Work task: The required lines are those that contain "ErrorBody"; pull them out of the data and copy them.

Dataset entries:
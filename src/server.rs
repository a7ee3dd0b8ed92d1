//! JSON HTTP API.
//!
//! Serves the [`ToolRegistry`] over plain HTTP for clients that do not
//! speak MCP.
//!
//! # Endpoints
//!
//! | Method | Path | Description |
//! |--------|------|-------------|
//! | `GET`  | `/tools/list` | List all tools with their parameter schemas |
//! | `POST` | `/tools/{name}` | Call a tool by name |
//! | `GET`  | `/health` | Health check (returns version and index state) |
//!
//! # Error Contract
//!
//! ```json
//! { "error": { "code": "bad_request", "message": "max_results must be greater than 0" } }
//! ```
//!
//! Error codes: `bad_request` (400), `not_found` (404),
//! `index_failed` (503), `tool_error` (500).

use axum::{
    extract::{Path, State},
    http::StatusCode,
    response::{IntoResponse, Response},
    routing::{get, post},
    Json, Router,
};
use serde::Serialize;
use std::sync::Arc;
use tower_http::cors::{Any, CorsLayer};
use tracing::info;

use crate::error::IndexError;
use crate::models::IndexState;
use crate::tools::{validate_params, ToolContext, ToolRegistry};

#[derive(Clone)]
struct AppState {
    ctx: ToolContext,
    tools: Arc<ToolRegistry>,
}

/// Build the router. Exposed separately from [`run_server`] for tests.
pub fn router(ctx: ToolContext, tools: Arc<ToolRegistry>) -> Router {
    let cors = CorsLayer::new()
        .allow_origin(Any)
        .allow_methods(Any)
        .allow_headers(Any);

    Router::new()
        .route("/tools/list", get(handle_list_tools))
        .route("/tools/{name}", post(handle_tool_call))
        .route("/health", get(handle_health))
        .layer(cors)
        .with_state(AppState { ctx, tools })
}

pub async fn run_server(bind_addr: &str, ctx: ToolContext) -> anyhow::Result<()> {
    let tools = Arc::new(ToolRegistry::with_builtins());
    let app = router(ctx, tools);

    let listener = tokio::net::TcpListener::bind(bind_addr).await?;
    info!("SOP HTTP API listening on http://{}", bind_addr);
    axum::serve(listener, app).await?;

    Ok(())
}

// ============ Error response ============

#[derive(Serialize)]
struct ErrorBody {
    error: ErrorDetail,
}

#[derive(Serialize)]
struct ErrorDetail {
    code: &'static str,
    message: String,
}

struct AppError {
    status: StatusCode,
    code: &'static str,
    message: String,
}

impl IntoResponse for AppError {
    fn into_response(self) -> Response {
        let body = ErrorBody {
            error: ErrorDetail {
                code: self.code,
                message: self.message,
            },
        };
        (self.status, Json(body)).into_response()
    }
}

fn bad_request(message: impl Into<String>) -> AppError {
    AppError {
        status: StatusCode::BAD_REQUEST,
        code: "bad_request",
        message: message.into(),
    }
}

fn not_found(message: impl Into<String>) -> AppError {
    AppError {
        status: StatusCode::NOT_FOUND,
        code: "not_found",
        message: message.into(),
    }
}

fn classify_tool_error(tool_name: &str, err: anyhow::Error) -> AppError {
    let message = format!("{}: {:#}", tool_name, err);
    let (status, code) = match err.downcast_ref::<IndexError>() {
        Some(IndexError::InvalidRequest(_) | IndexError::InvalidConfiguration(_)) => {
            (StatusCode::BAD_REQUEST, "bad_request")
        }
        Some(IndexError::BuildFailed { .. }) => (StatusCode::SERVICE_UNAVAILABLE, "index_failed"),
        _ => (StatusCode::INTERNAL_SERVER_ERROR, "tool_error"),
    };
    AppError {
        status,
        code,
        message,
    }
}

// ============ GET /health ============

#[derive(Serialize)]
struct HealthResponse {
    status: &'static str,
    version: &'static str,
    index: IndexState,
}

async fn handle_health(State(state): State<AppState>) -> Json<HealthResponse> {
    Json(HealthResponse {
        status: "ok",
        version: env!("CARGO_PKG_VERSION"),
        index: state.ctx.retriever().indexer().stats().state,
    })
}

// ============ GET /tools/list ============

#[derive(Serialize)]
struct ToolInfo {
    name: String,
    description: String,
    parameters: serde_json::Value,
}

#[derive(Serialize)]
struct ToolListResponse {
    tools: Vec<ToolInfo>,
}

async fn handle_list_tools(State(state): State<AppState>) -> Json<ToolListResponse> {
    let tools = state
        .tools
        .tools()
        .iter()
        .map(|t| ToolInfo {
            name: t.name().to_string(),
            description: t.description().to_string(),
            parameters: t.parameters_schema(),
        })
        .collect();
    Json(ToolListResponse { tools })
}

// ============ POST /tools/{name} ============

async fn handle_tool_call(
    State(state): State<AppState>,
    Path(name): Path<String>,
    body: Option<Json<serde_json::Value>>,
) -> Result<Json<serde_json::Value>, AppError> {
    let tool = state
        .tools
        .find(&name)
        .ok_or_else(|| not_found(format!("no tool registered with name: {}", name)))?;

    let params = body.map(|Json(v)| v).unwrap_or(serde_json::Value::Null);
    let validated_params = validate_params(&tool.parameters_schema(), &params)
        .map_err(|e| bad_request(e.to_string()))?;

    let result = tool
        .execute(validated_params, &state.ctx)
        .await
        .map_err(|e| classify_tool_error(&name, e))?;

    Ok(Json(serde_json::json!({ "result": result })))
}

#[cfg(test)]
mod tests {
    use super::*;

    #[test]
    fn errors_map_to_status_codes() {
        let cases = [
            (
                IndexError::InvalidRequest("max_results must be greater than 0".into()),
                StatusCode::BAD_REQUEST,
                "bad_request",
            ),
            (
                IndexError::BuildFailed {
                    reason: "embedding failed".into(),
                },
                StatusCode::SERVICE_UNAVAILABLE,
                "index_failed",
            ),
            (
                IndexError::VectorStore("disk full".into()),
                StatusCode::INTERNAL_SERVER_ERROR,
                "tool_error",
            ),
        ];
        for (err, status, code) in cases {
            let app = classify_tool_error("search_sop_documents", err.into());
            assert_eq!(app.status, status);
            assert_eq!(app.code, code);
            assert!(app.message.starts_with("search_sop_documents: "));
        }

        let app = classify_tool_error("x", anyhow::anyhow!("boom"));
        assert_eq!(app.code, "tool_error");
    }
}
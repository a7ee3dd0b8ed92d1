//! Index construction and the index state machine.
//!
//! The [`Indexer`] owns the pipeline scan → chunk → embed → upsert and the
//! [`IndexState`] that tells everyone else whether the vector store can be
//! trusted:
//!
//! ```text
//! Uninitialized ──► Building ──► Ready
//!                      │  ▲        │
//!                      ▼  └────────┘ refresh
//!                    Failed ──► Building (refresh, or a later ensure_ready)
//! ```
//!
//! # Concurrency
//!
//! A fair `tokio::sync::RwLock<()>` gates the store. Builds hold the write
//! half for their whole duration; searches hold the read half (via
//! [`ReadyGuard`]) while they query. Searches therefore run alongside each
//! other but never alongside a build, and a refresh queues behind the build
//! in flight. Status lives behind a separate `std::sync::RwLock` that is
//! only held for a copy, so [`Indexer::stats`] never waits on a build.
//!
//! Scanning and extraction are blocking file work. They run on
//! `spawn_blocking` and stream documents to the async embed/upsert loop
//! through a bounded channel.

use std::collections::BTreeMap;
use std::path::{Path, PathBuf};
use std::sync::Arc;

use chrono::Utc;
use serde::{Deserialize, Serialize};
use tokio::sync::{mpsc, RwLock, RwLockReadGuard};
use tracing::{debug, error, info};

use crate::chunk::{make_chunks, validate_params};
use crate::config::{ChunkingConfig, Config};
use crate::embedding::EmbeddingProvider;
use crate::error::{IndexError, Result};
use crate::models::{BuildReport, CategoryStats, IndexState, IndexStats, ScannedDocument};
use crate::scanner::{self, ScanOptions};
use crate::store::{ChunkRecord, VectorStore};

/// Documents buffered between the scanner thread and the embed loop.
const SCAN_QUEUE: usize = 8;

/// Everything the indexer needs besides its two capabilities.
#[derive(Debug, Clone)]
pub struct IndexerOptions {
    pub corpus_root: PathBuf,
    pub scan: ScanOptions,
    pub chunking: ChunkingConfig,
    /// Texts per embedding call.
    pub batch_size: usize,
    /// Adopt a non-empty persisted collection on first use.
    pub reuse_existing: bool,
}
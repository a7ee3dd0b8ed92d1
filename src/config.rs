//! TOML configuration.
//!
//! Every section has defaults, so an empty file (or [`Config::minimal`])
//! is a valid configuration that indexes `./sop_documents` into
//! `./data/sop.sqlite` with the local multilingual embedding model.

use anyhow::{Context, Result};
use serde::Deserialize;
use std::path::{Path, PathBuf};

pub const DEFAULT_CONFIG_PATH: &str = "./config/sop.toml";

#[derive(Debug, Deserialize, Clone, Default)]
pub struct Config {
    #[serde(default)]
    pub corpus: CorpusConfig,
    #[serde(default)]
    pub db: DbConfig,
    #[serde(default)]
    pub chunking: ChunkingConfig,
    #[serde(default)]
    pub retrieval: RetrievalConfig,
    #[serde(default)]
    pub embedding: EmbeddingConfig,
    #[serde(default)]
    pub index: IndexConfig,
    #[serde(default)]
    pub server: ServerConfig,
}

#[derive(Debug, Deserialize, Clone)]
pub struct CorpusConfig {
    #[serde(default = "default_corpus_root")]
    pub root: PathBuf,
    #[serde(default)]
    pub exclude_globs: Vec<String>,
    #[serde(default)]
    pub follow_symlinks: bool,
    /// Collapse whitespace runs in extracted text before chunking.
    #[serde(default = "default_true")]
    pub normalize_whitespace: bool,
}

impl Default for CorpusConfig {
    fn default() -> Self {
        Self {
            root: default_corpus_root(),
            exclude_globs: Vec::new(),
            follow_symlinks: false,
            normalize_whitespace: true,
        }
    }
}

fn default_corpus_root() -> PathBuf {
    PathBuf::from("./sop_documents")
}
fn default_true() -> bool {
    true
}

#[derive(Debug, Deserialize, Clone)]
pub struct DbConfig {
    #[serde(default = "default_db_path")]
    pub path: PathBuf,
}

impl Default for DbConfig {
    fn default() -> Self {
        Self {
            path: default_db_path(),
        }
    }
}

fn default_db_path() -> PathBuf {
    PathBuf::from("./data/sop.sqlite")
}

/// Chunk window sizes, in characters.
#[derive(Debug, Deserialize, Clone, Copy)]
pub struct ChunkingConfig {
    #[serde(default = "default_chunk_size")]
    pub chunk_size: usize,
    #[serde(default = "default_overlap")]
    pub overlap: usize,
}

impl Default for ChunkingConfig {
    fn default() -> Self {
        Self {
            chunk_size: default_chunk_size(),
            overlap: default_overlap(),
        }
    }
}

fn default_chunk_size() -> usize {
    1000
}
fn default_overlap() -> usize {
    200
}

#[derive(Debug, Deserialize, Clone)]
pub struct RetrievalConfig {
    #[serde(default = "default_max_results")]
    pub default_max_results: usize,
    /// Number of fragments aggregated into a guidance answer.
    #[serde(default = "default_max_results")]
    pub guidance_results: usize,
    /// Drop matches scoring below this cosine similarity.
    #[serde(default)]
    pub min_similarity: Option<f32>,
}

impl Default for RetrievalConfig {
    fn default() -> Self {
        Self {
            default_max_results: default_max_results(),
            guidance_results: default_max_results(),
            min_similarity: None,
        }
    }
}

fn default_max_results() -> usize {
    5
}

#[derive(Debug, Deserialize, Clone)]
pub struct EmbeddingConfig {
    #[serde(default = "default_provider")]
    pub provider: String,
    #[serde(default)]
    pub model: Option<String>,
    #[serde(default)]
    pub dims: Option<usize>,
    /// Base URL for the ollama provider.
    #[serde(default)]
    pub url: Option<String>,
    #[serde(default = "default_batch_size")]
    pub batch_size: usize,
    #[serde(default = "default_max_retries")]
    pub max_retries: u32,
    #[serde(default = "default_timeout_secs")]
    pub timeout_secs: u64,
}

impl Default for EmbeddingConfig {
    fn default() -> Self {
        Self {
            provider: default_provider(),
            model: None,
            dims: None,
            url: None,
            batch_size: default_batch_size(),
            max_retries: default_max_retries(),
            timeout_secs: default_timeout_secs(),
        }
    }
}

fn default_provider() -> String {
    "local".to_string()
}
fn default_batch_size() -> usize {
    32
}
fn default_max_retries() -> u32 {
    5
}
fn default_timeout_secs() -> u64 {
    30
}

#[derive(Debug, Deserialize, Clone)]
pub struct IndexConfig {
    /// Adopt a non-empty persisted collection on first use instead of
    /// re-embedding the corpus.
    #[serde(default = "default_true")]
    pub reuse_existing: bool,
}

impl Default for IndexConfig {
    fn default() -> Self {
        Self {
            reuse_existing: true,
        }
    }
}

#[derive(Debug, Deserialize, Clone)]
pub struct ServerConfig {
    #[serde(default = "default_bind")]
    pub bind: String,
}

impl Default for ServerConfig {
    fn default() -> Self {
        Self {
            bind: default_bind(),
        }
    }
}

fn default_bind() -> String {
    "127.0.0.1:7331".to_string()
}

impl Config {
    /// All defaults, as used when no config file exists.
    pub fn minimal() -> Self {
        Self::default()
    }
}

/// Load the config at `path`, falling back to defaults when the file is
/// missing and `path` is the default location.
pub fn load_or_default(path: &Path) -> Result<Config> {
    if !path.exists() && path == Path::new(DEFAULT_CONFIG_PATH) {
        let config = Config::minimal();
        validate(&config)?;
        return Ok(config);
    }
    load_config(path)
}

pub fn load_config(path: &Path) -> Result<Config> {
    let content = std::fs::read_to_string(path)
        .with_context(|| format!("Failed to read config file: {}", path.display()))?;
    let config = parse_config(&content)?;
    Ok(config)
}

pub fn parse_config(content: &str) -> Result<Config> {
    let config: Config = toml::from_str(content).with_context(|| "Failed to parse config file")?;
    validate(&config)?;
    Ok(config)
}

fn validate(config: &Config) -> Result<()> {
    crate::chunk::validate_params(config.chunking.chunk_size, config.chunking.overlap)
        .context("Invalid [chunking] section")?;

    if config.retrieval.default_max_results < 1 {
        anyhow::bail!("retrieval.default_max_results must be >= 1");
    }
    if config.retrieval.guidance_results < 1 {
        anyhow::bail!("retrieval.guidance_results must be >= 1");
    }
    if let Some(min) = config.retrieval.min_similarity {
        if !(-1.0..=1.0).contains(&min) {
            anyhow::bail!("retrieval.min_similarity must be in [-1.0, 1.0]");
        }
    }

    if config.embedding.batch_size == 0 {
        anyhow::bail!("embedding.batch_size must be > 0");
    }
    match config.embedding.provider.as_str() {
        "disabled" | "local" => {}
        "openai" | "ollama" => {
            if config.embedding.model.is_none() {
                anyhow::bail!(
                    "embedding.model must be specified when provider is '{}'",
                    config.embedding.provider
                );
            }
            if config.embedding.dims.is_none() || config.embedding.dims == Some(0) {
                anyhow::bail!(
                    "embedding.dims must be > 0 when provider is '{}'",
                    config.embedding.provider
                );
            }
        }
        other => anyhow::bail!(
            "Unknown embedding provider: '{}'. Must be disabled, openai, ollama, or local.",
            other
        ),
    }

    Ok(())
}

Output:
struct ErrorBody {
        let body = ErrorBody {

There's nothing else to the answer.